= WORK ORDER =
Please give the data again in full, exactly as provided.

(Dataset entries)
○ ○ ○

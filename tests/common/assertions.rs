//! Domain-specific assertion macros for memo harnesses.
//!
//! These wrap `pretty_assertions` and add failure messages that name the
//! broken property.

/// Assert that a result list is in the fixed order: `modified_at` descending,
/// then id descending.
///
/// ```rust
/// assert_result_order!(notes);
/// ```
#[macro_export]
macro_rules! assert_result_order {
    ($notes:expr) => {{
        let notes: &[memo_core::Note] = &$notes;
        for pair in notes.windows(2) {
            let (a, b) = (&pair[0], &pair[1]);
            let ordered = a.modified_at > b.modified_at
                || (a.modified_at == b.modified_at && a.id > b.id);
            if !ordered {
                panic!(
                    "assert_result_order! failed:\n  #{} (modified {}) listed before\n  #{} (modified {})",
                    a.id, a.modified_at, b.id, b.modified_at
                );
            }
        }
    }};
}

/// Assert the ids of a result list, in order.
///
/// ```rust
/// assert_ids!(notes, [3, 1]);
/// ```
#[macro_export]
macro_rules! assert_ids {
    ($notes:expr, [$($id:expr),* $(,)?]) => {{
        let actual: Vec<i64> = $notes.iter().map(|n| n.id.0).collect();
        let expected: Vec<i64> = vec![$($id),*];
        pretty_assertions::assert_eq!(actual, expected, "result ids differ");
    }};
}

/// Assert an excerpt's text and highlight span, and that the span covers
/// exactly `query`.
///
/// ```rust
/// assert_excerpt!(excerpt, "foo bar baz", (4, 7), "bar");
/// ```
#[macro_export]
macro_rules! assert_excerpt {
    ($excerpt:expr, $text:expr, ($start:expr, $end:expr), $query:expr) => {{
        let excerpt: &memo_core::excerpt::Excerpt = &$excerpt;
        pretty_assertions::assert_eq!(excerpt.text, $text, "excerpt text");
        pretty_assertions::assert_eq!(
            (excerpt.highlight_start, excerpt.highlight_end),
            ($start, $end),
            "highlight span"
        );
        pretty_assertions::assert_eq!(excerpt.highlighted(), $query, "highlighted substring");
    }};
}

○ ○ ○

= ANSWER FOR THIS EXERCISE =
filename tests/common/assertions.rs
//! Domain-specific assertion macros for memo harnesses.
//!
//! These wrap `pretty_assertions` and add failure messages that name the
//! broken property.

/// Assert that a result list is in the fixed order: `modified_at` descending,
/// then id descending.
///
/// ```rust
/// assert_result_order!(notes);
/// ```
#[macro_export]
macro_rules! assert_result_order {
    ($notes:expr) => {{
        let notes: &[memo_core::Note] = &$notes;
        for pair in notes.windows(2) {
            let (a, b) = (&pair[0], &pair[1]);
            let ordered = a.modified_at > b.modified_at
                || (a.modified_at == b.modified_at && a.id > b.id);
            if !ordered {
                panic!(
                    "assert_result_order! failed:\n  #{} (modified {}) listed before\n  #{} (modified {})",
                    a.id, a.modified_at, b.id, b.modified_at
                );
            }
        }
    }};
}

/// Assert the ids of a result list, in order.
///
/// ```rust
/// assert_ids!(notes, [3, 1]);
/// ```
#[macro_export]
macro_rules! assert_ids {
    ($notes:expr, [$($id:expr),* $(,)?]) => {{
        let actual: Vec<i64> = $notes.iter().map(|n| n.id.0).collect();
        let expected: Vec<i64> = vec![$($id),*];
        pretty_assertions::assert_eq!(actual, expected, "result ids differ");
    }};
}

/// Assert an excerpt's text and highlight span, and that the span covers
/// exactly `query`.
///
/// ```rust
/// assert_excerpt!(excerpt, "foo bar baz", (4, 7), "bar");
/// ```
#[macro_export]
macro_rules! assert_excerpt {
    ($excerpt:expr, $text:expr, ($start:expr, $end:expr), $query:expr) => {{
        let excerpt: &memo_core::excerpt::Excerpt = &$excerpt;
        pretty_assertions::assert_eq!(excerpt.text, $text, "excerpt text");
        pretty_assertions::assert_eq!(
            (excerpt.highlight_start, excerpt.highlight_end),
            ($start, $end),
            "highlight span"
        );
        pretty_assertions::assert_eq!(excerpt.highlighted(), $query, "highlighted substring");
    }};
}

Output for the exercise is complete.